▶ _WORK ORDER_:
From the listing below, set down exactly the lines between the one holding "High-level entry point" and the one holding "pub async fn", inclusive. No other line is wanted.

-------- ENTRIES SHOWN

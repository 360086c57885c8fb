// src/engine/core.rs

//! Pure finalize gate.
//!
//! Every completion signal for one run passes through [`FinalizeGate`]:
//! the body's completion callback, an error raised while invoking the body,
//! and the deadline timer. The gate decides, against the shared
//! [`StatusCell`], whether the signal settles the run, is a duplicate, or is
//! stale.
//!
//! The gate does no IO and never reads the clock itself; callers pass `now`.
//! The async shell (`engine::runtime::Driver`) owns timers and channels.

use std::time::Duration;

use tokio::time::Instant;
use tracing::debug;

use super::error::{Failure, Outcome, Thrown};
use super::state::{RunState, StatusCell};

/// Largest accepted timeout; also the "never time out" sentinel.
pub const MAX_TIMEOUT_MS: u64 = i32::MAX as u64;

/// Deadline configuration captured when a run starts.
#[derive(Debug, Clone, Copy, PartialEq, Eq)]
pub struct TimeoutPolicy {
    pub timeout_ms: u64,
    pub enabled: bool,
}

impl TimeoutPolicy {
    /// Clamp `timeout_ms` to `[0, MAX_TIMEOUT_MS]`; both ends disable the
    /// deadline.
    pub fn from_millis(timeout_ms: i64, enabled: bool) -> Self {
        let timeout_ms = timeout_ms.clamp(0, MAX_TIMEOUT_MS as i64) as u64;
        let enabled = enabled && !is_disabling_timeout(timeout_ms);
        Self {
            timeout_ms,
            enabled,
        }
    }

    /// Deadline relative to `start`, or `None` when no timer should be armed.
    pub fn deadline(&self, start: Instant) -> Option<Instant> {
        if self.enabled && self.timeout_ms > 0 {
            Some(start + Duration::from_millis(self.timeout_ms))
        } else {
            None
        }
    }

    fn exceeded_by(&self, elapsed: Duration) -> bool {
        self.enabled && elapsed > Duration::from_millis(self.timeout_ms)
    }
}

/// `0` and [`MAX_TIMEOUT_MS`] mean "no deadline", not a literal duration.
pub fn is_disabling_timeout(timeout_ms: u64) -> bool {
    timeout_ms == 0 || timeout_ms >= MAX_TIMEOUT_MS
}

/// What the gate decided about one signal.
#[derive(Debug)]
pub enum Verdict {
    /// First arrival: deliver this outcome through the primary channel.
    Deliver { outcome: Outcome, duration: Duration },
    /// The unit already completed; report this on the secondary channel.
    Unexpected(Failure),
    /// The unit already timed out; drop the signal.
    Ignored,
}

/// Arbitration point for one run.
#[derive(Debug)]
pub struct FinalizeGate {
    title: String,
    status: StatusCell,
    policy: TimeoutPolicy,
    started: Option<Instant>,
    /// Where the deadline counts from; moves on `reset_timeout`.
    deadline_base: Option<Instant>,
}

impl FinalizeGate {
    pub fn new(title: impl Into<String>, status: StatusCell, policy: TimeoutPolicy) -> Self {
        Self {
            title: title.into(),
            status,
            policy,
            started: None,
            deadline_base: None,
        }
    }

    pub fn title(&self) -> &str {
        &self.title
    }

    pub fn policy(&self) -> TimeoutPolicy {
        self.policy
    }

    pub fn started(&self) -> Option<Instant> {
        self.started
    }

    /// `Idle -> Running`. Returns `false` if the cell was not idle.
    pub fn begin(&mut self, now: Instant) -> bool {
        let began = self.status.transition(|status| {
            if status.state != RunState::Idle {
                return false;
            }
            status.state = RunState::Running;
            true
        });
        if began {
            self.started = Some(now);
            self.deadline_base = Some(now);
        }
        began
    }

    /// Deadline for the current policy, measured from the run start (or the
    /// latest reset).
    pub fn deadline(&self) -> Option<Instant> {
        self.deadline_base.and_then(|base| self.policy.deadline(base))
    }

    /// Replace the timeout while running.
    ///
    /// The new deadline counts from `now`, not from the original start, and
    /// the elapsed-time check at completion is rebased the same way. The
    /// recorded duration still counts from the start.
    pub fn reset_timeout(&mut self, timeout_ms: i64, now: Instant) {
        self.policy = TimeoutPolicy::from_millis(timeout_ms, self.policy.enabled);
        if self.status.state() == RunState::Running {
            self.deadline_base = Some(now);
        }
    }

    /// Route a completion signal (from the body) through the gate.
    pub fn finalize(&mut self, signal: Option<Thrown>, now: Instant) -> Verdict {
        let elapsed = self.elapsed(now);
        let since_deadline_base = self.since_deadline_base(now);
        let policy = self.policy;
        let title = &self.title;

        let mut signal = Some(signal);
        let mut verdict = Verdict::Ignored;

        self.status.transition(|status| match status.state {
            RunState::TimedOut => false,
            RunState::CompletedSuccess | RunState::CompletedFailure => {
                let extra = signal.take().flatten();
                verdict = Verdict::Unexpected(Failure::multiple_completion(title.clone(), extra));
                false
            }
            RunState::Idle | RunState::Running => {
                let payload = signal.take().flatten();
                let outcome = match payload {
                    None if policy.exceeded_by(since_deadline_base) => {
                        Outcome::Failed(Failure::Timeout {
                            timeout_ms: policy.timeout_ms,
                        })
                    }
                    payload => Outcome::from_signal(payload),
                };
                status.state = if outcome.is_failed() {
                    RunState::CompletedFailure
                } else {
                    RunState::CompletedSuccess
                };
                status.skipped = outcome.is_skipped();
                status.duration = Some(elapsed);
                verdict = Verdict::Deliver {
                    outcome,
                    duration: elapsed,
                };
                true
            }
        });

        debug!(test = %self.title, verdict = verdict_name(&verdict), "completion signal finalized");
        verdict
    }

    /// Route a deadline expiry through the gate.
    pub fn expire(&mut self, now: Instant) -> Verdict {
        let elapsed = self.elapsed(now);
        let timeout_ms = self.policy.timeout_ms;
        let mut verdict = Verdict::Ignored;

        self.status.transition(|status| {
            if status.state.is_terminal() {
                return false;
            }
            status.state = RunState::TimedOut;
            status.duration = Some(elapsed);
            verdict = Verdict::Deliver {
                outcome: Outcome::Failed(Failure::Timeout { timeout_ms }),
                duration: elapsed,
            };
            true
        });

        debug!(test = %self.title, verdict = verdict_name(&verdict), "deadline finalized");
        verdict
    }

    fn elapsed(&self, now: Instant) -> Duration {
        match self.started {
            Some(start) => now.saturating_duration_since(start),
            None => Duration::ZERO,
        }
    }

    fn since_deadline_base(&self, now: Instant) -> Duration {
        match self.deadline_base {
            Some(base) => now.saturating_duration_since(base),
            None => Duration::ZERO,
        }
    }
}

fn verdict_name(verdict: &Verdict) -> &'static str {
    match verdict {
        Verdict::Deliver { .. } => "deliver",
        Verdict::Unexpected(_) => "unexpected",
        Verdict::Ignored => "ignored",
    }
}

----------------
-------- ENTRIES SHOWN

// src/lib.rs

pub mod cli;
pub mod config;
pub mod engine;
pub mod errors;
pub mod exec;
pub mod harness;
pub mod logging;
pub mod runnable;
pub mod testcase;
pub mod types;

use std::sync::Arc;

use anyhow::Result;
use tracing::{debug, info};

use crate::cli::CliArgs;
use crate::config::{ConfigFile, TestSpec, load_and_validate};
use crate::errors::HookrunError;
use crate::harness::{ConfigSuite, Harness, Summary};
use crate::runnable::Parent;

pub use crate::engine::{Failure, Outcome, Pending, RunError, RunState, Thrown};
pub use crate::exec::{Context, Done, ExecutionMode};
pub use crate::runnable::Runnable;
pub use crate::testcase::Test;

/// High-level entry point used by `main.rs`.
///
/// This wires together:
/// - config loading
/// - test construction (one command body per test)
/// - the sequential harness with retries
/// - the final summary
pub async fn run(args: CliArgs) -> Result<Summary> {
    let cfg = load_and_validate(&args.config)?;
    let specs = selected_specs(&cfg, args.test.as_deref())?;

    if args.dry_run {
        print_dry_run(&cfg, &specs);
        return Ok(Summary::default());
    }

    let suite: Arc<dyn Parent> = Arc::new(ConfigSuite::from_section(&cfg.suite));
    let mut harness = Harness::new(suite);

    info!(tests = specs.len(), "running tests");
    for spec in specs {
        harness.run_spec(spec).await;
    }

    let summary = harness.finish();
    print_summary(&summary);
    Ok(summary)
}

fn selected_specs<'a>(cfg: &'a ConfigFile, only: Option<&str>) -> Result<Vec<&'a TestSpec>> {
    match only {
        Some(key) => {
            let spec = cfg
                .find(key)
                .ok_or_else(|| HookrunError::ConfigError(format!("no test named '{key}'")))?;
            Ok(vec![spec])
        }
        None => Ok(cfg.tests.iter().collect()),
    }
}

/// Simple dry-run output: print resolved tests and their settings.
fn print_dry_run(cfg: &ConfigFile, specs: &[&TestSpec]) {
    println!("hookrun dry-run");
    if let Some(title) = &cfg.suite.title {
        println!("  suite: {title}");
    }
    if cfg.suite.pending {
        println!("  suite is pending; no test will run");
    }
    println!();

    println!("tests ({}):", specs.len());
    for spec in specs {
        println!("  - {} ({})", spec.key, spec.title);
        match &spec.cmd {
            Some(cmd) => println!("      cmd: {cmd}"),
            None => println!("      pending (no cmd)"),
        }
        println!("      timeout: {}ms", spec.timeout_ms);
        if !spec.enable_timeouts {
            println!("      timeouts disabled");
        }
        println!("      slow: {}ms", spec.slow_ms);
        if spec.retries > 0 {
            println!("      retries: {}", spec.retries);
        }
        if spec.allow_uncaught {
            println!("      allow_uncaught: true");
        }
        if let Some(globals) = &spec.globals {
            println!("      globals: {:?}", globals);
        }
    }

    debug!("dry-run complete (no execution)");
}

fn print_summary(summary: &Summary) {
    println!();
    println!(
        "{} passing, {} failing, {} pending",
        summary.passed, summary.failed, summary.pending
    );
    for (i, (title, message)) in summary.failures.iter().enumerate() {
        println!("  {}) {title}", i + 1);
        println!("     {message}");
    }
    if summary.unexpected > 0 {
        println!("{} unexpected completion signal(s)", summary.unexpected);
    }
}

----------------

▶ _EXERCISE RESPONSE_:
/// High-level entry point used by `main.rs`.
///
/// This wires together:
/// - config loading
/// - test construction (one command body per test)
/// - the sequential harness with retries
/// - the final summary
pub async fn run(args: CliArgs) -> Result<Summary> {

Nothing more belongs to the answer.